Pierre-Yves Le Bihan, directeur de l'IEOM.
Pierre-Yves Le Bihan, directeur de l'IEOM.
PAPEETE, lundi 17 janvier 2013. L’IEOM (Institut d’émission d’outre-mer) vient de publier son rapport annuel 2012 avec toutes les évaluations de l’économie locale. Cette quatrième année de crise économique consécutive en Polynésie française se traduit par un ralentissement de l’activité des banques, ce qui ne s’était encore jamais vu. L’avant-propos du rapport 2012 de l’IEOM sur la Polynésie française place le décor. «En 2012, l’économie polynésienne n’est toujours pas parvenue à sortir de la crise économique qui dure depuis quatre ans. Ni la consommation des ménages, ni la commande publique, ni l’investissement des entreprises n’ont redémarré» écrit Pierre-Yves Le Bihan, le directeur de l’IEOM à Papeete.

L’année 2012 marque le pas aussi dans l’activité bancaire du territoire qui avec retard finit
par ressentir également la crise. L’emploi se dégrade, la consommation des ménages recule et se réduit de plus en plus à l’essentiel, à savoir les dépenses liées à l’alimentation et l’entretien de la maison. Le climat des affaires a continué à se dégrader. «Il y a eu un phénomène d’attentisme fort au cours des six derniers mois de l’année 2012 et qui s’est poursuivi en 2013 en raison de la campagne électorale. Il y a certainement eu des reports d’investissements» analyse Pierre-Yves Le Bihan qui espère que la stabilité politique annoncée pour les cinq prochaines années permettra de redonner confiance aux entrepreneurs. Mais si le directeur de l’IEOM croit aux atouts de la Polynésie française, il reconnaît aussi que la reprise économique «doit passer par un plan de redressement avec une baisse des dépenses et une hausse des recettes». Une vérité de La Palice qui n’est pas si aisée à mettre en pratique en Polynésie française. D’autant que, «après quatre ans de crise économique, la capacité de résistance des entreprises et des ménages constitue un enjeu majeur pour 2013». L’urgence d’une reprise de l’économie est donc palpable désormais.

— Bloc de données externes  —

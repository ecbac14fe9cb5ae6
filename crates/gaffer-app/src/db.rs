// SQLite persistence for managers, gameweek history, and engine state.

use std::collections::BTreeMap;
use std::sync::{Mutex, MutexGuard};

use anyhow::{Context, Result};
use chrono::{DateTime, Utc};
use rusqlite::{params, Connection};

use gaffer_core::manager::Manager;
use gaffer_core::player::PlayerId;
use gaffer_core::scoring::{GameweekResult, PlayerGameweek};
use gaffer_core::squad::SquadState;

/// SQLite-backed store. Managers hold their squad as a JSON blob; each
/// scored gameweek is one row in `gameweek_results`.
pub struct Database {
    conn: Mutex<Connection>,
}

impl Database {
    /// Open (or create) the database at `path` and ensure the schema exists.
    /// `":memory:"` gives an ephemeral database for tests.
    pub fn open(path: &str) -> Result<Self> {
        let conn = Connection::open(path)
            .with_context(|| format!("failed to open database at {path}"))?;

        conn.execute_batch(
            "PRAGMA journal_mode = WAL;
             PRAGMA busy_timeout = 5000;
             PRAGMA foreign_keys = ON;",
        )
        .context("failed to set database pragmas")?;

        conn.execute_batch(
            "
            CREATE TABLE IF NOT EXISTS managers (
                id           TEXT PRIMARY KEY,
                name         TEXT NOT NULL,
                squad_json   TEXT NOT NULL,
                total_points INTEGER NOT NULL DEFAULT 0,
                created_at   TEXT NOT NULL DEFAULT (strftime('%Y-%m-%dT%H:%M:%fZ', 'now'))
            );

            CREATE TABLE IF NOT EXISTS gameweek_results (
                manager_id   TEXT NOT NULL REFERENCES managers(id),
                gameweek     INTEGER NOT NULL,
                total_points INTEGER NOT NULL,
                squad_points INTEGER NOT NULL,
                bench_points INTEGER NOT NULL,
                player_stats TEXT NOT NULL,
                played_at    TEXT NOT NULL,
                PRIMARY KEY (manager_id, gameweek)
            );

            CREATE TABLE IF NOT EXISTS engine_state (
                key   TEXT PRIMARY KEY,
                value TEXT NOT NULL
            );
            ",
        )
        .context("failed to create database schema")?;

        Ok(Self {
            conn: Mutex::new(conn),
        })
    }

    /// Panics if the mutex is poisoned, which only happens if another thread
    /// panicked while holding the lock.
    fn conn(&self) -> MutexGuard<'_, Connection> {
        self.conn.lock().expect("database mutex poisoned")
    }

    // ------------------------------------------------------------------
    // Managers
    // ------------------------------------------------------------------

    /// Insert a manager or update their name and squad. The stored
    /// `total_points` is only written on first insert; afterwards it is
    /// maintained by [`Database::record_gameweek`].
    pub fn save_manager(&self, manager: &Manager) -> Result<()> {
        let conn = self.conn();
        let squad_json =
            serde_json::to_string(&manager.squad).context("failed to serialize squad")?;
        conn.execute(
            "INSERT INTO managers (id, name, squad_json, total_points)
             VALUES (?1, ?2, ?3, ?4)
             ON CONFLICT(id) DO UPDATE SET
                name       = excluded.name,
                squad_json = excluded.squad_json",
            params![manager.id, manager.name, squad_json, manager.total_points],
        )
        .context("failed to save manager")?;
        Ok(())
    }

    /// Load every manager with their history, ordered by id. History rows are
    /// ordered by gameweek.
    pub fn load_managers(&self) -> Result<Vec<Manager>> {
        let conn = self.conn();

        let mut stmt = conn
            .prepare("SELECT id, name, squad_json, total_points FROM managers ORDER BY id")
            .context("failed to prepare load_managers query")?;
        let rows = stmt
            .query_map([], |row| {
                Ok((
                    row.get::<_, String>(0)?,
                    row.get::<_, String>(1)?,
                    row.get::<_, String>(2)?,
                    row.get::<_, i64>(3)?,
                ))
            })
            .context("failed to query managers")?
            .collect::<std::result::Result<Vec<_>, _>>()
            .context("failed to map manager rows")?;

        let mut history_stmt = conn
            .prepare(
                "SELECT gameweek, total_points, squad_points, bench_points, player_stats, played_at
                 FROM gameweek_results WHERE manager_id = ?1 ORDER BY gameweek",
            )
            .context("failed to prepare history query")?;

        let mut managers = Vec::with_capacity(rows.len());
        for (id, name, squad_json, total_points) in rows {
            let squad: SquadState = serde_json::from_str(&squad_json)
                .with_context(|| format!("failed to deserialize squad for manager {id}"))?;

            let raw_history = history_stmt
                .query_map(params![id], |row| {
                    Ok((
                        row.get::<_, u32>(0)?,
                        row.get::<_, i32>(1)?,
                        row.get::<_, i32>(2)?,
                        row.get::<_, i32>(3)?,
                        row.get::<_, String>(4)?,
                        row.get::<_, String>(5)?,
                    ))
                })
                .context("failed to query gameweek history")?
                .collect::<std::result::Result<Vec<_>, _>>()
                .context("failed to map gameweek rows")?;

            let mut history = Vec::with_capacity(raw_history.len());
            for (gameweek, total, squad_pts, bench_pts, stats_json, played_at) in raw_history {
                let player_stats: BTreeMap<PlayerId, PlayerGameweek> =
                    serde_json::from_str(&stats_json).with_context(|| {
                        format!("failed to deserialize player stats for {id} gameweek {gameweek}")
                    })?;
                let date = DateTime::parse_from_rfc3339(&played_at)
                    .with_context(|| format!("invalid played_at timestamp '{played_at}'"))?
                    .with_timezone(&Utc);
                history.push(GameweekResult {
                    gameweek,
                    total_points: total,
                    squad_points: squad_pts,
                    bench_points: bench_pts,
                    player_stats,
                    date,
                });
            }

            managers.push(Manager {
                id,
                name,
                squad,
                history,
                total_points,
            });
        }

        Ok(managers)
    }

    /// Store a scored gameweek and add its points to the manager's total in
    /// one transaction. Recording the same gameweek twice fails.
    pub fn record_gameweek(&self, manager_id: &str, result: &GameweekResult) -> Result<()> {
        let mut conn = self.conn();
        let stats_json = serde_json::to_string(&result.player_stats)
            .context("failed to serialize player stats")?;

        let tx = conn.transaction().context("failed to begin transaction")?;
        tx.execute(
            "INSERT INTO gameweek_results
                (manager_id, gameweek, total_points, squad_points, bench_points, player_stats, played_at)
             VALUES (?1, ?2, ?3, ?4, ?5, ?6, ?7)",
            params![
                manager_id,
                result.gameweek,
                result.total_points,
                result.squad_points,
                result.bench_points,
                stats_json,
                result.date.to_rfc3339(),
            ],
        )
        .with_context(|| {
            format!("failed to record gameweek {} for manager {manager_id}", result.gameweek)
        })?;
        let updated = tx
            .execute(
                "UPDATE managers SET total_points = total_points + ?1 WHERE id = ?2",
                params![result.total_points, manager_id],
            )
            .context("failed to update manager total")?;
        if updated == 0 {
            anyhow::bail!("unknown manager {manager_id}");
        }
        tx.commit().context("failed to commit gameweek")?;
        Ok(())
    }

    // ------------------------------------------------------------------
    // Engine state
    // ------------------------------------------------------------------

    /// Persist a JSON value under `key`, replacing any previous value.
    pub fn save_state(&self, key: &str, value: &serde_json::Value) -> Result<()> {
        let conn = self.conn();
        let json_str = serde_json::to_string(value).context("failed to serialize state value")?;
        conn.execute(
            "INSERT OR REPLACE INTO engine_state (key, value) VALUES (?1, ?2)",
            params![key, json_str],
        )
        .context("failed to save state")?;
        Ok(())
    }

    pub fn load_state(&self, key: &str) -> Result<Option<serde_json::Value>> {
        let conn = self.conn();
        let mut stmt = conn
            .prepare("SELECT value FROM engine_state WHERE key = ?1")
            .context("failed to prepare load_state query")?;
        let mut rows = stmt
            .query_map(params![key], |row| row.get::<_, String>(0))
            .context("failed to query engine state")?;

        match rows.next() {
            Some(row) => {
                let json_str = row.context("failed to read state row")?;
                let value = serde_json::from_str(&json_str)
                    .context("failed to deserialize state value")?;
                Ok(Some(value))
            }
            None => Ok(None),
        }
    }

    const GAMEWEEK_KEY: &'static str = "current_gameweek";

    /// The last gameweek played league-wide, or 0 before the season starts.
    pub fn current_gameweek(&self) -> Result<u32> {
        let value = self.load_state(Self::GAMEWEEK_KEY)?;
        Ok(value
            .and_then(|v| v.as_u64())
            .and_then(|n| u32::try_from(n).ok())
            .unwrap_or(0))
    }

    pub fn set_current_gameweek(&self, gameweek: u32) -> Result<()> {
        self.save_state(Self::GAMEWEEK_KEY, &serde_json::Value::from(gameweek))
    }
}

#[cfg(test)]
mod tests {
    use super::*;
    use gaffer_core::player::{Attributes, Player, Position};
    use gaffer_core::scoring::SimulatedStats;

    fn test_db() -> Database {
        Database::open(":memory:").expect("in-memory db should open")
    }

    fn keeper(id: PlayerId) -> Player {
        Player::with_derived_rating(id, "Keeper", Position::Goalkeeper, "Club", "Nation", Attributes::default(), 100)
    }

    fn scored_result(manager: &Manager, gameweek: u32, seed: u64) -> GameweekResult {
        let mut source = SimulatedStats::seeded(seed);
        manager.score_gameweek(gameweek, &mut source)
    }

    #[test]
    fn open_creates_tables() {
        let db = test_db();
        let conn = db.conn();
        let tables: Vec<String> = conn
            .prepare("SELECT name FROM sqlite_master WHERE type='table' ORDER BY name")
            .unwrap()
            .query_map([], |row| row.get(0))
            .unwrap()
            .map(|r| r.unwrap())
            .collect();
        assert!(tables.contains(&"managers".to_string()));
        assert!(tables.contains(&"gameweek_results".to_string()));
        assert!(tables.contains(&"engine_state".to_string()));
    }

    #[test]
    fn save_and_load_manager_with_squad() {
        let db = test_db();
        let mut m = Manager::new("m1", "Ada", 1_000);
        m.squad.add_to_squad(keeper(1)).unwrap();
        db.save_manager(&m).unwrap();

        let loaded = db.load_managers().unwrap();
        assert_eq!(loaded.len(), 1);
        assert_eq!(loaded[0], m);
        assert_eq!(loaded[0].squad.budget, 900);
    }

    #[test]
    fn save_manager_updates_squad() {
        let db = test_db();
        let mut m = Manager::new("m1", "Ada", 1_000);
        db.save_manager(&m).unwrap();
        m.squad.add_to_bench(keeper(7)).unwrap();
        m.name = "Ada L.".into();
        db.save_manager(&m).unwrap();

        let loaded = db.load_managers().unwrap();
        assert_eq!(loaded.len(), 1);
        assert_eq!(loaded[0].name, "Ada L.");
        assert_eq!(loaded[0].squad.bench.len(), 1);
    }

    #[test]
    fn record_gameweek_round_trip_and_total() {
        let db = test_db();
        let mut m = Manager::new("m1", "Ada", 1_000);
        m.squad.add_to_squad(keeper(1)).unwrap();
        db.save_manager(&m).unwrap();

        for gw in 1..=3 {
            let result = scored_result(&m, gw, u64::from(gw));
            db.record_gameweek(&m.id, &result).unwrap();
            m.record(result).unwrap();
        }

        let loaded = db.load_managers().unwrap();
        let restored = &loaded[0];
        assert_eq!(restored.history.len(), 3);
        assert_eq!(
            restored.history.iter().map(|r| r.gameweek).collect::<Vec<_>>(),
            vec![1, 2, 3]
        );
        assert_eq!(restored.total_points, m.total_points);
        assert_eq!(restored.history[1].player_stats, m.history[1].player_stats);
    }

    #[test]
    fn record_same_gameweek_twice_fails_and_keeps_total() {
        let db = test_db();
        let m = Manager::new("m1", "Ada", 1_000);
        db.save_manager(&m).unwrap();

        let mut result = scored_result(&m, 1, 1);
        result.total_points = 12;
        db.record_gameweek(&m.id, &result).unwrap();
        assert!(db.record_gameweek(&m.id, &result).is_err());

        let loaded = db.load_managers().unwrap();
        assert_eq!(loaded[0].total_points, 12);
        assert_eq!(loaded[0].history.len(), 1);
    }

    #[test]
    fn record_for_unknown_manager_fails() {
        let db = test_db();
        let m = Manager::new("ghost", "Ghost", 1);
        let result = scored_result(&m, 1, 1);
        assert!(db.record_gameweek("ghost", &result).is_err());
    }

    #[test]
    fn save_and_load_state_round_trip() {
        let db = test_db();
        let value = serde_json::json!({"season": "2026/27", "paused": false});
        db.save_state("meta", &value).unwrap();
        assert_eq!(db.load_state("meta").unwrap(), Some(value));
        assert_eq!(db.load_state("missing").unwrap(), None);
    }

    #[test]
    fn current_gameweek_defaults_to_zero() {
        let db = test_db();
        assert_eq!(db.current_gameweek().unwrap(), 0);
        db.set_current_gameweek(4).unwrap();
        db.set_current_gameweek(5).unwrap();
        assert_eq!(db.current_gameweek().unwrap(), 5);
    }
}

Les banques connaissent aussi la crise

L’inertie des systèmes bancaires est telle que les banques de Polynésie ne ressentent véritablement la crise économique générale que depuis 2011. Mais en 2012 selon les indicateurs analysés par l’IEOM, «la crise se ressent dans le secteur bancaire local». Cela se traduit par une baisse des dépôts et des encours de crédit (-3% pour les crédits d’exploitation de l’entreprise et -7% pour les crédits à la consommation des particuliers). Conséquence «on arrive à un point où la production de nouveaux crédits ne couvre pas le remboursement des précédents emprunts». Le déficit des crédits en 2012 est évalué par l’IEOM à 18 milliards de Fcfp, «c’est un gros coup d’arrêt» analyse Pierre-Yves Le Bihan. Aussi les conditions d’exploitation des banques se dégradent et les marges se resserrent depuis deux ans. «Les banques sont prises en étau par deux phénomènes croisés : la baisse du chiffre d’affaires qui va perdurer et une hausse des risques avec une augmentation nette du taux de créances douteuses». Il y aurait en 2012 eu un total de 60 milliards de Fcfp de créances douteuses avec de forts risques d’impayés. Sur les ménages ce taux de créances douteuses pèse 8%, c’est quatre fois plus qu’en métropole. «L’activité bancaire est déprimée dans tous les segments du marché, pour les entreprises et les ménages. Pour les particuliers, on le voit nettement avec la baisse des crédits à l’habitat qui sont les marchés phares des banques» poursuit le directeur de l’IEOM. Une situation qui perdure au premier trimestre 2013.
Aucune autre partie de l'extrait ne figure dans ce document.